Anyway. Madrid happens to be home to what I’m pretty sure is the culinary love of my life – Mercado San Miguel, which is just off of Plaza Mayor. If I lived in Madrid, I’d probably eat there every day. No joke.
It’s a happening place amongst the Madrilenos, and on a Friday night at around 10pm, there was hardly any space to move. What makes it so amazing? First, there is the fresh produce. After months of Polish produce, which is generally anything but beautiful, especially in the winter, my eyes could scarcely believe the colours and variety. I had to remind myself that buying large quantities of mushrooms would be absolutely useless to me in Spain and moved onto the food.
One thing Poland is not known for is seafood, especially of the saltwater variety. For someone who grew up in a coastal area and thrived on fresh seafood, this was a difficult adjustment. Well, at Mercado San Miguel, there is no shortage of fish, both raw and cooked. I went straight for it, starting with the tapas and continuing onto the oysters and caviar.

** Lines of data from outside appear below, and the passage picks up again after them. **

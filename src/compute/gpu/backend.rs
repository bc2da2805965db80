//! GPU backend - each update phase is one compute pass over device-resident state.

use std::sync::mpsc;
use std::time::{Duration, Instant};

use super::GpuError;
use crate::compute::backend::{Backend, SolverError};
use crate::compute::coefficients::CoefficientTable;
use crate::compute::grid::{Component, GridState};
use crate::compute::model::Model;
use crate::compute::outputs::SnapshotVolume;
use crate::compute::pml::PmlSlab;
use crate::schema::SnapshotTransfer;

// Embed shader templates at compile time
const MAGNETIC_SHADER: &str = include_str!("shaders/magnetic.wgsl");
const ELECTRIC_SHADER: &str = include_str!("shaders/electric.wgsl");
const DISPERSIVE_A_SHADER: &str = include_str!("shaders/dispersive_a.wgsl");
const DISPERSIVE_B_SHADER: &str = include_str!("shaders/dispersive_b.wgsl");
const PML_SHADER: &str = include_str!("shaders/pml.wgsl");
const SOURCES_SHADER: &str = include_str!("shaders/sources.wgsl");
const RECEIVERS_SHADER: &str = include_str!("shaders/receivers.wgsl");
const SNAPSHOT_SHADER: &str = include_str!("shaders/snapshot.wgsl");

const WORKGROUP_SIZE: u32 = 64;
const MAX_WORKGROUPS: u32 = 65_535;

/// Source kinds as understood by the source kernel.
const HARD_VOLTAGE: u32 = 0;
const SOFT_VOLTAGE: u32 = 1;
const HERTZIAN_DIPOLE: u32 = 2;
const MAGNETIC_DIPOLE: u32 = 3;

const CONSTANT_TABLE: &str = "material coefficient table (constant memory)";
const FIELD_STORAGE: &str = "field storage buffer";
const RECEIVER_SERIES: &str = "receiver series buffer";

/// Size of the E+H coefficient table once packed for constant memory.
///
/// Every material takes two `vec4<f32>` per table, so rows stay 16-byte aligned.
pub fn constant_table_bytes(num_materials: usize) -> u64 {
    (num_materials * 2 * 2 * 16) as u64
}
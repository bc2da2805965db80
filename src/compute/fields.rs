//! Explicit Yee-cell field updates on the host.
//!
//! Each component update is parallelised over x-planes: the destination array is split
//! into disjoint `(ny + 1) * (nz + 1)` chunks and every worker reads the opposite field
//! kind through shared slices.

use std::ops::Range;

use rayon::prelude::*;

use super::coefficients::{CoefficientTable, NY_MATCOEFFS};
use super::grid::{Component, GridState, Strides};

/// Curl term for an electric component along axis `a` (backward differences).
///
/// `fb` / `fc` are the magnetic components along the two cyclic neighbours
/// `b = a + 1` and `c = a + 2` of `a`.
#[inline(always)]
pub(crate) fn electric_curl(
    row: &[f32],
    b: usize,
    c: usize,
    fb: &[f32],
    fc: &[f32],
    idx: usize,
    strides: Strides,
) -> f32 {
    row[1 + b] * (fc[idx] - fc[idx - strides.along(b)])
        - row[1 + c] * (fb[idx] - fb[idx - strides.along(c)])
}

/// Curl term for a magnetic component along axis `a` (forward differences).
#[inline(always)]
pub(crate) fn magnetic_curl(
    row: &[f32],
    b: usize,
    c: usize,
    fb: &[f32],
    fc: &[f32],
    idx: usize,
    strides: Strides,
) -> f32 {
    row[1 + c] * (fb[idx + strides.along(c)] - fb[idx])
        - row[1 + b] * (fc[idx + strides.along(b)] - fc[idx])
}

type Curl = fn(&[f32], usize, usize, &[f32], &[f32], usize, Strides) -> f32;

#[allow(clippy::too_many_arguments)]
fn update_component(
    field: &mut [f32],
    ids: &[u32],
    coeffs: &[f32],
    ranges: [Range<usize>; 3],
    strides: Strides,
    axis: usize,
    fb: &[f32],
    fc: &[f32],
    curl: Curl,
) {
    let [ri, rj, rk] = ranges;
    if ri.is_empty() || rj.is_empty() || rk.is_empty() {
        return;
    }
    let (b, c) = ((axis + 1) % 3, (axis + 2) % 3);

    field
        .par_chunks_mut(strides.x)
        .enumerate()
        .skip(ri.start)
        .take(ri.len())
        .for_each(|(i, plane)| {
            for j in rj.clone() {
                for k in rk.clone() {
                    let local = j * strides.y + k;
                    let idx = i * strides.x + local;
                    let id = ids[idx] as usize;
                    let row = &coeffs[id * NY_MATCOEFFS..(id + 1) * NY_MATCOEFFS];
                    plane[local] = row[0] * plane[local] + curl(row, b, c, fb, fc, idx, strides);
                }
            }
        });
}

/// Advance H by one step from the current E.
pub fn update_magnetic(grid: &mut GridState, table: &CoefficientTable) {
    let dims = grid.dims();
    let strides = grid.strides();
    let len = grid.len();
    let GridState {
        ex,
        ey,
        ez,
        hx,
        hy,
        hz,
        ids,
        ..
    } = grid;
    let ids: &[u32] = ids;
    let ids_of = |c: Component| &ids[c.index() * len..(c.index() + 1) * len];

    let h = table.h();
    update_component(
        hx,
        ids_of(Component::Hx),
        h,
        Component::Hx.update_ranges(dims),
        strides,
        0,
        ey,
        ez,
        magnetic_curl,
    );
    update_component(
        hy,
        ids_of(Component::Hy),
        h,
        Component::Hy.update_ranges(dims),
        strides,
        1,
        ez,
        ex,
        magnetic_curl,
    );
    update_component(
        hz,
        ids_of(Component::Hz),
        h,
        Component::Hz.update_ranges(dims),
        strides,
        2,
        ex,
        ey,
        magnetic_curl,
    );
}

/// Advance E by one step from the current H (non-dispersive update).
pub fn update_electric(grid: &mut GridState, table: &CoefficientTable) {
    let dims = grid.dims();
    let strides = grid.strides();
    let len = grid.len();
    let GridState {
        ex,
        ey,
        ez,
        hx,
        hy,
        hz,
        ids,
        ..
    } = grid;
    let ids: &[u32] = ids;
    let ids_of = |c: Component| &ids[c.index() * len..(c.index() + 1) * len];

    let e = table.e();
    update_component(
        ex,
        ids_of(Component::Ex),
        e,
        Component::Ex.update_ranges(dims),
        strides,
        0,
        hy,
        hz,
        electric_curl,
    );
    update_component(
        ey,
        ids_of(Component::Ey),
        e,
        Component::Ey.update_ranges(dims),
        strides,
        1,
        hz,
        hx,
        electric_curl,
    );
    update_component(
        ez,
        ids_of(Component::Ez),
        e,
        Component::Ez.update_ranges(dims),
        strides,
        2,
        hx,
        hy,
        electric_curl,
    );
}

#[cfg(test)]
mod tests {
    use super::*;
    use crate::compute::grid::PEC;
    use crate::schema::{C, Material};

    fn setup(n: usize) -> (GridState, CoefficientTable) {
        let d = 1e-3;
        let dt = 0.99 * d / (C * 3f64.sqrt());
        let grid = GridState::new([n, n, n], [d; 3], dt, 0);
        let table = CoefficientTable::build(&[Material::pec(), Material::free_space()], dt, [d; 3]);
        (grid, table)
    }

    #[test]
    fn test_zero_fields_stay_zero() {
        let (mut grid, table) = setup(8);
        for _ in 0..5 {
            update_magnetic(&mut grid, &table);
            update_electric(&mut grid, &table);
        }
        assert_eq!(grid.field_energy(), 0.0);
    }

    #[test]
    fn test_pulse_spreads_to_neighbours() {
        let (mut grid, table) = setup(8);
        let idx = grid.index(4, 4, 4);
        grid.ez[idx] = 1.0;
        update_magnetic(&mut grid, &table);
        // Ez at (4,4,4) drives Hx at (4,3,4) and (4,4,4) with opposite signs.
        let a = grid.get(Component::Hx, 4, 3, 4);
        let b = grid.get(Component::Hx, 4, 4, 4);
        assert!(a != 0.0 && b != 0.0);
        assert!((a + b).abs() < 1e-9 * a.abs().max(1.0));
        assert_eq!(grid.get(Component::Hz, 4, 4, 4), 0.0);
    }

    #[test]
    fn test_outer_tangential_e_untouched() {
        let (mut grid, table) = setup(6);
        grid.hz.fill(1.0);
        grid.hy.fill(-1.0);
        let idx = grid.index(3, 3, 3);
        grid.hz[idx] = 5.0;
        update_electric(&mut grid, &table);
        // j = 0 and k = 0 faces carry tangential Ex and are never written.
        assert_eq!(grid.get(Component::Ex, 3, 0, 3), 0.0);
        assert_eq!(grid.get(Component::Ex, 3, 3, 0), 0.0);
        assert!(grid.get(Component::Ex, 3, 3, 3) != 0.0);
    }

    #[test]
    fn test_pec_cell_holds_zero_e() {
        let (mut grid, table) = setup(6);
        grid.set_material(3, 3, 3, PEC);
        grid.hx.fill(0.5);
        let idx = grid.index(3, 3, 3);
        grid.hy[idx] = 2.0;
        update_electric(&mut grid, &table);
        assert_eq!(grid.get(Component::Ez, 3, 3, 3), 0.0);
        assert!(grid.get(Component::Ez, 4, 3, 3) != 0.0);
    }

    #[test]
    fn test_stable_below_courant_limit() {
        let (mut grid, table) = setup(10);
        let idx = grid.index(5, 5, 5);
        grid.ez[idx] = 1.0;
        for _ in 0..200 {
            update_magnetic(&mut grid, &table);
            update_electric(&mut grid, &table);
        }
        let stats = crate::compute::grid::FieldStats::from_grid(&grid);
        assert!(stats.max_e.is_finite() && stats.max_e < 2.0);
    }
}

If I lived in Madrid, I seriously believe that I would dine here every day. The stalls range from the fish to meats and ham, to wine, to cheese, to olives, to desserts, to fresh pasta, to legumes, to fro-yo (which I am definitely going back for tomorrow because that’s something else I haven’t managed to locate amongst the lody in Poland). It really is a sight to behold. There have also been a few recent additions since I was last here in the form of places that grill, and, randomly, a caviar stall which also serves shots of Russkiy Standart.
And I also stopped at a bakery called La Cure Gourmande, which is totally not Spanish, but really good. In addition to biscuits, they have nougat and “chocolate olives” and loads of other tasty confectionery. They also have really beautiful cookie tins, which, sadly, I could not take advantage of this trip because my goal is to keep the Polish apartment free from clutter (and things that will need to be shipped at the end of my residence abroad).
In short, if you are in Madrid and looking for food, check out the area around Plaza Mayor. It’s the best.